被告人は、岡山県知事から事務委任を受けている岡山県倉敷土木事務所長から河川区域内の土地の掘さくおよび河川区域内の土地における土石等の採取の許可を受け機械設備を有して砂利等の採取販売を業とするものであるところ、右許可を受けて砂利等を採取するものは一ヶ月毎の採取実績によつて土石採取料を支払わねばならないことになつているが、右採取料金額は砂利採取業者が前月一ヶ月分の採取日報を土木事務所長宛に提出してなす砂利等採取実績報告によつて決定されることを奇貨とし、同報告書に記載する採取数量を偽り過少報告をなして実採取量との差に相当する土石採取料の支払いを免れることを企て、昭和四〇年五月五日頃、倉敷市昭和町四九三番地岡山県倉敷土木事務所において、同事務所管理課係員藤井一雄に対し、真実は昭和四〇年四月中に一、〇八六・一立方メートルの砂利等を採取しているのに拘らず七三三・〇立方メートル採取した旨の偽りの砂利採取実績報告書を作成提出し、同係員をしてその旨誤信させ、その頃、右報告数量にもとずいた土石採取料の調定ならびに納入通知書の発行をなさしめ、前記実採取量との差三五三・一立方メートルに対する土石採取料一三、〇五〇円の納入を免れ、もつて右土石採取料相当の財産上不法の利益を得たほか別紙犯罪一覧表(略)のとおり同年六月五日頃から昭和四一年四月五日頃までの間、前後一一回にわたりいずれも前記岡山県倉敷土木事務所において、前記藤井一雄に対し前同様採取実績数量を偽つて過少の砂利採取実績報告書を作成提出し、その旨同人を誤信させ、右報告数量にもとずいた土石採取料の調定ならびに納入通知書の発行をなさしめ、実採取量との差合計二〇、八三七・一立方メートルに対する土石採取料合計八四三、〇九一円の納入を免れ、もつて右土石採取料相当の財産上不法の利益を得たものである。

二、当裁判所の認定事実

(一)  (証拠略)を綜合すると、公訴事実記載の日時頃において、被告人が現実の土石の採取量より過少の採取量を記載した採取実績報告書を岡山県砂利採取販売協同組合高梁川支部(以下組合という)を経由して、同県倉敷土木事務所(以下県もしくは土木事務所)に提出したため、県はその報告書量を真実のものとして取扱い、その数量分の土石についてのみ土石採取料を調定して組合に対して、その納入を告知し、この分については組合から県に納入済であるが、実採取量と報告数量との差に相当する数量についてはいまだ県の土石採取料徴収のための調定、納入告知がなく、したがつて組合、被告人いずれも本来ならば調定、納入告知されて、支払うべき土石採取料、もしくはそれに相当する金銭を県に対して支払つていなかつたこと、および組合は県から納入告知されてくる土石採取料に相当する金銭を被告人から組合に納めさせ、組合がこれを他の組合員から集めた金銭と一括取まとめたうえ県に納入する慣例になつていたこと、ならびに被告人は起訴後公訴事実記載の免脱土石採取料に相当する金銭を県に支払い、県は被告人に宛てても又組合に宛てても領収証を出していることの各事実を認めることが出来る。

三、本件の特殊性

本件の右公訴事実からも明らかなとおり、被告人の欺罔的手段によつて県の土石採取料の徴収権が侵害された事案であり、被害者が県であること、土石採取料乃至徴収権という特殊な財産的価値に対する侵害であることの二点において、これまでの詐欺事犯とは非常に異なつている。

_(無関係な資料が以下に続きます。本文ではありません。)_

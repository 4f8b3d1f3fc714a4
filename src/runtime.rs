use std::{
    future::Future,
    time::{Duration, Instant},
};

use crate::WindowGateError;

#[cfg(not(any(feature = "runtime-tokio", feature = "runtime-smol")))]
compile_error!("enable one of the `runtime-tokio` or `runtime-smol` features");

#[cfg(feature = "runtime-tokio")]
pub(crate) type Interval = tokio::time::Interval;

#[cfg(all(feature = "runtime-smol", not(feature = "runtime-tokio")))]
pub(crate) type Interval = smol::Timer;

/// Interval whose first tick lands at `start`, then every `period`.
#[cfg(feature = "runtime-tokio")]
pub(crate) fn new_interval(start: Instant, period: Duration) -> Interval {
    let mut interval = tokio::time::interval_at(tokio::time::Instant::from_std(start), period);
    interval.set_missed_tick_behavior(tokio::time::MissedTickBehavior::Skip);
    interval
}

#[cfg(all(feature = "runtime-smol", not(feature = "runtime-tokio")))]
pub(crate) fn new_interval(start: Instant, period: Duration) -> Interval {
    smol::Timer::interval_at(start, period)
}

/// Build the task with `make_task` only once a runtime is known to be available.
#[cfg(feature = "runtime-tokio")]
pub(crate) fn spawn_task<M, F>(make_task: M) -> Result<(), WindowGateError>
where
    M: FnOnce() -> F,
    F: Future<Output = ()> + Send + 'static,
{
    let handle = tokio::runtime::Handle::try_current()
        .map_err(|_| WindowGateError::RuntimeUnavailable)?;

    handle.spawn(make_task());

    Ok(())
}

#[cfg(all(feature = "runtime-smol", not(feature = "runtime-tokio")))]
pub(crate) fn spawn_task<M, F>(make_task: M) -> Result<(), WindowGateError>
where
    M: FnOnce() -> F,
    F: Future<Output = ()> + Send + 'static,
{
    smol::spawn(make_task()).detach();

    Ok(())
}

#[cfg(feature = "runtime-tokio")]
pub(crate) async fn tick(interval: &mut Interval) {
    interval.tick().await;
}

#[cfg(all(feature = "runtime-smol", not(feature = "runtime-tokio")))]
pub(crate) async fn tick(interval: &mut Interval) {
    use futures::StreamExt;
    interval.next().await;
}

#[cfg(feature = "runtime-tokio")]
pub(crate) async fn sleep(duration: Duration) {
    tokio::time::sleep(duration).await;
}

#[cfg(all(feature = "runtime-smol", not(feature = "runtime-tokio")))]
pub(crate) async fn sleep(duration: Duration) {
    smol::Timer::after(duration).await;
}
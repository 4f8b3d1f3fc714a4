use std::{
    collections::BTreeMap,
    process::ExitCode,
    sync::{
        Arc,
        atomic::{AtomicU64, Ordering},
    },
    time::{Duration, Instant},
};

use clap::{Parser, ValueEnum};
use hdrhistogram::Histogram;
use tracing_subscriber::EnvFilter;

use windowgate::{
    AdmissionDecision, AdmissionLimit, WindowDuration, WindowGateError, WindowLimiter,
    WindowLimiterOptions,
};

#[derive(Clone, Copy, Debug, PartialEq, ValueEnum)]
enum Mode {
    /// Every caller awaits `acquire` (optionally with a deadline).
    Blocking,
    /// Every caller spins on `try_acquire`, sleeping for the advertised retry-after.
    TryAcquire,
}

#[derive(Parser, Debug, Clone)]
#[command(
    name = "windowgate-stress",
    about = "Load test / admission audit harness for windowgate"
)]
struct Args {
    #[arg(long, value_enum, default_value_t = Mode::Blocking)]
    mode: Mode,

    /// Admissions per window.
    #[arg(long, default_value_t = 5)]
    limit: u32,

    #[arg(long, default_value_t = 1_000)]
    window_ms: u64,

    /// Concurrent callers.
    #[arg(long, default_value_t = 20)]
    callers: usize,

    #[arg(long, default_value_t = 5)]
    duration_s: u64,

    /// Simulated duration of the guarded operation.
    #[arg(long, default_value_t = 0)]
    op_ms: u64,

    /// Give up a single wait after this long (blocking mode only).
    #[arg(long)]
    timeout_ms: Option<u64>,

    #[arg(long, default_value_t = 4)]
    worker_threads: usize,
}

#[derive(Default)]
struct Counts {
    admitted: AtomicU64,
    rejected: AtomicU64,
    cancelled: AtomicU64,
}

struct CallerReport {
    hist: Histogram<u64>,
    per_window: BTreeMap<u32, u64>,
}

fn new_histogram() -> Histogram<u64> {
    Histogram::<u64>::new_with_bounds(1, 3_600_000_000, 3).unwrap()
}

fn record(hist: &mut Histogram<u64>, t0: Instant) {
    let us = t0.elapsed().as_micros() as u64;
    let _ = hist.record(us.max(1));
}

async fn run_caller(limiter: Arc<WindowLimiter>, args: Args, counts: Arc<Counts>) -> CallerReport {
    let mut report = CallerReport {
        hist: new_histogram(),
        per_window: BTreeMap::new(),
    };

    loop {
        let t0 = Instant::now();

        let admission = match args.mode {
            Mode::Blocking => {
                let result = match args.timeout_ms {
                    Some(ms) => limiter.acquire_timeout(Duration::from_millis(ms)).await,
                    None => limiter.acquire().await,
                };

                match result {
                    Ok(admission) => admission,
                    Err(WindowGateError::Cancelled) => {
                        counts.cancelled.fetch_add(1, Ordering::Relaxed);
                        continue;
                    }
                    Err(_) => break,
                }
            }
            Mode::TryAcquire => match limiter.try_acquire() {
                Ok(AdmissionDecision::Allowed(admission)) => admission,
                Ok(AdmissionDecision::Rejected { retry_after_ms, .. }) => {
                    counts.rejected.fetch_add(1, Ordering::Relaxed);
                    tokio::time::sleep(Duration::from_millis(retry_after_ms.max(1))).await;
                    continue;
                }
                Err(_) => break,
            },
        };

        record(&mut report.hist, t0);
        counts.admitted.fetch_add(1, Ordering::Relaxed);
        *report.per_window.entry(admission.window_index()).or_default() += 1;

        if args.op_ms > 0 {
            tokio::time::sleep(Duration::from_millis(args.op_ms)).await;
        }
    }

    report
}

fn print_results(
    args: &Args,
    elapsed: Duration,
    hist: &Histogram<u64>,
    per_window: &BTreeMap<u32, u64>,
    counts: &Counts,
) -> bool {
    println!(
        "mode={:?} limit={} window_ms={} callers={} op_ms={} timeout_ms={:?}",
        args.mode, args.limit, args.window_ms, args.callers, args.op_ms, args.timeout_ms
    );
    println!(
        "elapsed_s={:.3} admitted={} rejected={} cancelled={}",
        elapsed.as_secs_f64(),
        counts.admitted.load(Ordering::Relaxed),
        counts.rejected.load(Ordering::Relaxed),
        counts.cancelled.load(Ordering::Relaxed)
    );

    if !hist.is_empty() {
        println!(
            "wait_us p50={} p95={} p99={} p999={} max={}",
            hist.value_at_quantile(0.50),
            hist.value_at_quantile(0.95),
            hist.value_at_quantile(0.99),
            hist.value_at_quantile(0.999),
            hist.max()
        );
    } else {
        println!("no admissions recorded");
    }

    let mut within_limit = true;
    for (window_index, admitted) in per_window {
        let flag = if *admitted > args.limit as u64 {
            within_limit = false;
            "  OVER LIMIT"
        } else {
            ""
        };
        println!("window={window_index} admitted={admitted}{flag}");
    }

    within_limit
}

fn main() -> ExitCode {
    tracing_subscriber::fmt()
        .with_env_filter(EnvFilter::from_default_env())
        .init();

    let args = Args::parse();

    let options = match (
        WindowDuration::try_from(args.window_ms),
        AdmissionLimit::try_from(args.limit),
    ) {
        (Ok(window_duration), Ok(limit)) => WindowLimiterOptions {
            window_duration,
            limit,
        },
        (Err(err), _) | (_, Err(err)) => {
            eprintln!("error: {err}");
            return ExitCode::from(2);
        }
    };

    let rt = tokio::runtime::Builder::new_multi_thread()
        .enable_all()
        .worker_threads(args.worker_threads.max(1))
        .build()
        .unwrap();

    let within_limit = rt.block_on(async {
        let limiter = Arc::new(WindowLimiter::new(options).unwrap());
        let counts = Arc::new(Counts::default());
        let started = Instant::now();

        let handles: Vec<_> = (0..args.callers)
            .map(|_| {
                tokio::spawn(run_caller(
                    Arc::clone(&limiter),
                    args.clone(),
                    Arc::clone(&counts),
                ))
            })
            .collect();

        tokio::time::sleep(Duration::from_secs(args.duration_s)).await;
        limiter.shutdown();

        let mut merged = new_histogram();
        let mut per_window: BTreeMap<u32, u64> = BTreeMap::new();
        for handle in handles {
            let report = handle.await.unwrap();
            merged.add(&report.hist).unwrap();
            for (window_index, admitted) in report.per_window {
                *per_window.entry(window_index).or_default() += admitted;
            }
        }

        print_results(&args, started.elapsed(), &merged, &per_window, &counts)
    });

    if within_limit {
        ExitCode::SUCCESS
    } else {
        ExitCode::FAILURE
    }
}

弁護人は一応公訴事実の外形的事実については、これを認めながらも、法律的な見地から、被告人の所為が詐欺罪に該ることを否定する。

そこで当裁判所は、弁論における検察官、弁護人の法律的な見解の相異を明らかにしたうえ、前記認定事実をもとに、これを判断する。

四、検察官、弁護人双方の法律的主張

(一)  弁護人は、本件は租税の逋脱事犯とその性質を同じくするものであり、土石採取料の免脱については、租税の場合と異なり、処罰の規定がないから、そもそも詐欺罪で処罰しえないものであると主張する。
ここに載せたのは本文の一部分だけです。